Four lawsuits aiming to advance the Trump campaign’s longshot legal strategy to block President-elect Joe Biden from assuming office and backed by conservative election attorney James Bopp Jr. were withdrawn by the plaintiffs Monday. The cases alleged voter fraud, but no major evidence was found in any of the states where Republicans have claimed irregularities occurred.  

The lawsuits were all filed in states in which results were decided in Biden’s favor after Election Day — Michigan, Georgia, Wisconsin and Pennsylvania — and were contested by the Trump campaign. 

The Michigan case brought to an end Monday was Bally, et al. v. Whitmer, et al. The case, filed by four Michigan voters, called for votes from three heavily Democratic counties to be thrown out, alleging fraudulent vote counting and irregularities in Washtenaw, Wayne and Ingham counties. If the plaintiffs would have won the case, over 1 million votes throughout the counties would have been rendered invalid, tipping the state for President Donald Trump.

The lawsuit’s complaint alleged that fraud occurred, specifically at the TCF Bank ballot counting station in Detroit, and was voluntarily dismissed by the plaintiffs on Monday.

Bopp, who also helped craft the Bush campaign’s legal argument for the Florida Supreme Court in 2000, explained the rationale behind the suit in an interview with the Detroit Free Press this weekend.

"What the complaint does is set out a course of conduct and anecdotal evidence that would give rise to a suspicion that there were illegal votes cast in the election that should be investigated," Bopp said. “For results to be certified under those circumstances, voters’ valid, legal votes will be unconstitutionally diluted by illegal votes.”

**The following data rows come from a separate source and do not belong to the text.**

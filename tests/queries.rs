mod common;

use std::sync::atomic::{AtomicUsize, Ordering};

use category_db::prelude::*;
use category_db::QueryError;
use common::{pos, setup, spawn, Health, Position, Velocity};

fn populate(world: &mut World, ids: &common::Ids) {
    for i in 0..3 {
        let e = spawn(world, &[ids.position]);
        world.set_value(e, ids.position, &pos(i as f32, 0.0, 0.0)).unwrap();
    }
    for _ in 0..2 {
        spawn(world, &[ids.position, ids.velocity]);
    }
    spawn(world, &[ids.position, ids.velocity, ids.frozen]);
    spawn(world, &[ids.health]);
}

#[test]
fn query_visits_exactly_the_matching_tables() {
    let (mut world, ids) = setup();
    populate(&mut world, &ids);

    let filter = world
        .create_filter(&FilterCreateInfo::new().read(ids.position).without(ids.frozen))
        .unwrap();
    let dataset = world.query(filter).unwrap();

    assert_eq!(dataset.len(), 2);
    assert_eq!(dataset.total_rows(), 5);
    for view in dataset.views() {
        let table = world.database().table(view.table()).unwrap();
        assert!(table.has_component(ids.position));
        assert!(!table.has_component(ids.frozen));
    }
    let tables: Vec<_> = dataset.views().iter().map(|v| v.table()).collect();
    let mut sorted = tables.clone();
    sorted.sort_unstable();
    assert_eq!(tables, sorted, "views are in ascending table order");
}

#[test]
fn empty_tables_still_produce_views() {
    let (mut world, ids) = setup();
    let entity = spawn(&mut world, &[ids.velocity]);
    world.delete_entity(entity, true).unwrap();

    let filter = world.create_filter(&FilterCreateInfo::new().read(ids.velocity)).unwrap();
    let dataset = world.query(filter).unwrap();
    assert_eq!(dataset.len(), 1);
    assert_eq!(dataset.views()[0].rows(), 0);
    assert!(world.column::<Velocity>(&dataset, 0, 0).unwrap().is_empty());
}

#[test]
fn projection_follows_declaration_order() {
    let (mut world, ids) = setup();
    let entity = spawn(&mut world, &[ids.position, ids.health]);
    world.set_value(entity, ids.position, &pos(1.0, 2.0, 3.0)).unwrap();

    let filter = world
        .create_filter(&FilterCreateInfo::new().write(ids.health).read(ids.position))
        .unwrap();
    let dataset = world.query(filter).unwrap();
    assert_eq!(dataset.projection(), &[ids.health, ids.position]);
    assert_eq!(dataset.access(), &[AccessMode::Write, AccessMode::Read]);

    let view = world.view(&dataset, 0).unwrap();
    assert_eq!(view.column::<Health>(0).unwrap()[0], Health(100));
    assert_eq!(view.column::<Position>(1).unwrap()[0], pos(1.0, 2.0, 3.0));
    assert_eq!(view.entities(), &[entity]);
}

#[test]
fn flag_slots_have_no_buffer() {
    let (mut world, ids) = setup();
    spawn(&mut world, &[ids.position, ids.frozen]);

    let filter = world
        .create_filter(&FilterCreateInfo::new().read(ids.frozen).read(ids.position))
        .unwrap();
    let dataset = world.query(filter).unwrap();
    let view = &dataset.views()[0];
    assert_eq!(view.slots(), 2);
    assert!(view.buffer(0).is_none());
    assert_eq!(view.buffer(1).unwrap().len, 1);
    assert_eq!(
        world.column::<u8>(&dataset, 0, 0).unwrap_err(),
        DbError::Query(QueryError::FlagComponent(ids.frozen))
    );
}

#[test]
fn write_guards_mutate_in_place() {
    let (mut world, ids) = setup();
    populate(&mut world, &ids);

    let filter = world
        .create_filter(&FilterCreateInfo::new().write(ids.position).without(ids.velocity))
        .unwrap();
    let dataset = world.query(filter).unwrap();
    {
        let mut positions = world.column_mut::<Position>(&dataset, 0, 0).unwrap();
        for p in positions.iter_mut() {
            p.y = p.x * 10.0;
        }
    }
    let positions = world.column::<Position>(&dataset, 0, 0).unwrap();
    let ys: Vec<f32> = positions.iter().map(|p| p.y).collect();
    assert_eq!(ys, vec![0.0, 10.0, 20.0]);
}

#[test]
fn read_only_slots_reject_write_guards() {
    let (mut world, ids) = setup();
    spawn(&mut world, &[ids.health]);
    let filter = world.create_filter(&FilterCreateInfo::new().read(ids.health)).unwrap();
    let dataset = world.query(filter).unwrap();
    assert!(matches!(
        world.column_mut::<Health>(&dataset, 0, 0),
        Err(DbError::Query(QueryError::NotWritable { slot: 0 }))
    ));
}

#[test]
fn conflicting_guards_on_one_column_are_refused() {
    let (mut world, ids) = setup();
    spawn(&mut world, &[ids.health]);
    let filter = world.create_filter(&FilterCreateInfo::new().write(ids.health)).unwrap();
    let dataset = world.query(filter).unwrap();

    let first = world.column::<Health>(&dataset, 0, 0).unwrap();
    let second = world.column::<Health>(&dataset, 0, 0).unwrap();
    assert!(
        matches!(world.column_mut::<Health>(&dataset, 0, 0), Err(DbError::Query(QueryError::BorrowConflict { .. }))),
        "readers must block a writer"
    );
    drop((first, second));

    let writer = world.column_mut::<Health>(&dataset, 0, 0).unwrap();
    assert!(matches!(
        world.column::<Health>(&dataset, 0, 0),
        Err(DbError::Query(QueryError::BorrowConflict { .. }))
    ));
    drop(writer);
    assert!(world.column::<Health>(&dataset, 0, 0).is_ok(), "dropping the writer releases the column");
}

#[test]
fn guards_check_element_type() {
    let (mut world, ids) = setup();
    spawn(&mut world, &[ids.position]);
    let filter = world.create_filter(&FilterCreateInfo::new().read(ids.position)).unwrap();
    let dataset = world.query(filter).unwrap();
    assert!(matches!(
        world.column::<Health>(&dataset, 0, 0),
        Err(DbError::Query(QueryError::TypeMismatch { registered: 12, requested: 4, .. }))
    ));
    assert!(world.column::<[f32; 3]>(&dataset, 0, 0).is_ok(), "any type of matching layout is accepted");
    assert!(matches!(
        world.column::<Position>(&dataset, 0, 1),
        Err(DbError::Query(QueryError::ProjectionOutOfBounds(1)))
    ));
    assert!(matches!(
        world.column::<Position>(&dataset, 3, 0),
        Err(DbError::Query(QueryError::ViewOutOfBounds(3)))
    ));
}

#[test]
fn structural_change_makes_dataset_stale() {
    let (mut world, ids) = setup();
    spawn(&mut world, &[ids.health]);
    let filter = world.create_filter(&FilterCreateInfo::new().read(ids.health)).unwrap();
    let dataset = world.query(filter).unwrap();

    spawn(&mut world, &[ids.health]);
    assert!(matches!(
        world.column::<Health>(&dataset, 0, 0),
        Err(DbError::Query(QueryError::StaleDataset { .. }))
    ));

    let fresh = world.query(filter).unwrap();
    assert_eq!(world.column::<Health>(&fresh, 0, 0).unwrap().len(), 2);
}

#[test]
fn released_datasets_are_rejected() {
    let (mut world, ids) = setup();
    spawn(&mut world, &[ids.health]);
    let filter = world.create_filter(&FilterCreateInfo::new().read(ids.health)).unwrap();
    let dataset = world.query(filter).unwrap();

    world.release_datasets();
    assert_eq!(world.view(&dataset, 0).err(), Some(DbError::Query(QueryError::ReleasedDataset)));
    assert_eq!(
        world.par_for_each_view(&dataset, |_| Ok(())),
        Err(DbError::Query(QueryError::ReleasedDataset))
    );
}

#[test]
fn parallel_views_write_disjoint_tables() {
    let (mut world, ids) = setup();
    for _ in 0..4 {
        spawn(&mut world, &[ids.health]);
        spawn(&mut world, &[ids.health, ids.position]);
        spawn(&mut world, &[ids.health, ids.velocity]);
    }
    let filter = world.create_filter(&FilterCreateInfo::new().write(ids.health)).unwrap();
    let dataset = world.query(filter).unwrap();
    assert_eq!(dataset.len(), 3);

    let visited = AtomicUsize::new(0);
    world
        .par_for_each_view(&dataset, |view| {
            let mut health = view.column_mut::<Health>(0)?;
            for hp in health.iter_mut() {
                hp.0 -= 1;
            }
            visited.fetch_add(view.rows(), Ordering::Relaxed);
            Ok(())
        })
        .unwrap();

    assert_eq!(visited.load(Ordering::Relaxed), 12);
    for index in 0..dataset.len() {
        assert!(world.column::<Health>(&dataset, index, 0).unwrap().iter().all(|hp| *hp == Health(99)));
    }
}

#[test]
fn filter_validation() {
    let (mut world, ids) = setup();
    assert_eq!(
        world.create_filter(&FilterCreateInfo::new().without(ids.frozen)).unwrap_err(),
        DbError::Query(QueryError::EmptyInclusive)
    );
    assert_eq!(
        world
            .create_filter(&FilterCreateInfo::new().read(ids.frozen).without(ids.frozen))
            .unwrap_err(),
        DbError::Query(QueryError::Contradiction(ids.frozen))
    );
    assert!(world.create_filter(&FilterCreateInfo::new().read(777)).is_err());
}

#[test]
fn destroyed_filters_cannot_be_queried() {
    let (mut world, ids) = setup();
    let filter = world.create_filter(&FilterCreateInfo::new().read(ids.health)).unwrap();
    world.destroy_filter(filter).unwrap();
    assert_eq!(
        world.query(filter).unwrap_err(),
        DbError::Query(QueryError::UnknownFilter(filter.id()))
    );
    assert!(world.destroy_filter(filter).is_err());
}

#[test]
fn access_sets_expose_write_conflicts() {
    let (mut world, ids) = setup();
    let movers = world
        .create_filter(&FilterCreateInfo::new().write(ids.position).read(ids.velocity))
        .unwrap();
    let readers = world.create_filter(&FilterCreateInfo::new().read(ids.position)).unwrap();
    let healers = world
        .create_filter(&FilterCreateInfo::new().write(ids.health).read(ids.velocity))
        .unwrap();

    assert!(world.filters_conflict(movers, readers).unwrap(), "write vs read of position");
    assert!(!world.filters_conflict(movers, healers).unwrap(), "shared reads never conflict");
    assert!(!world.filters_conflict(readers, healers).unwrap());

    let access = world.filter_access(movers).unwrap();
    assert!(access.write.contains(ids.position));
    assert!(access.read.contains(ids.velocity));
}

In a statement Monday, Michigan Attorney General Dana Nessel said the lawsuit was baseless.

“This case was clearly designed to spread misinformation about the security and integrity of Michigan elections,” Nessel said. “Our elections have been conducted fairly and transparently and the results reflect the will of Michigan’s voters. Any claims to the contrary are wholly without merit.”

In an interview with the Detroit Free Press, Sam Bagenstos, University of Michigan law professor and 2018 Democratic candidate for the Michigan Supreme Court, said the lawsuit "picked the big Democratic jurisdictions and said, ‘Let’s invalidate all the votes of the people there.’”

“It’s outrageous and anti-democratic and it’s based on nothing in terms of the allegations," Bagenstos added.

Trump has yet to concede the election, and in doing so is withholding funds to the Biden transition team and denying it access to crucial data on the COVID-19 pandemic. Additionally, Republican Senate candidate John James, who lost the Nov. 3 election to Democratic incumbent Gary Peters, has yet to accept his defeat, and last week started a legal defense fund to continue filing lawsuits alleging fraud.

Michigan Secretary of State Jocelyn Benson, whose office oversaw the Nov. 3 elections, refuted all allegations of significant voter fraud. 

“Whether it’s doctored images, staged demonstrations, false tweets or frivolous lawsuits, the purpose is all the same: to reduce the public’s faith in our elections and our outcomes,” Benson said in a press statement on Nov. 4. “But those efforts will not succeed. In Michigan, the process worked. Our system is secure, accurate and anyone who tells you otherwise is attacking our democracy or unhappy with the results.”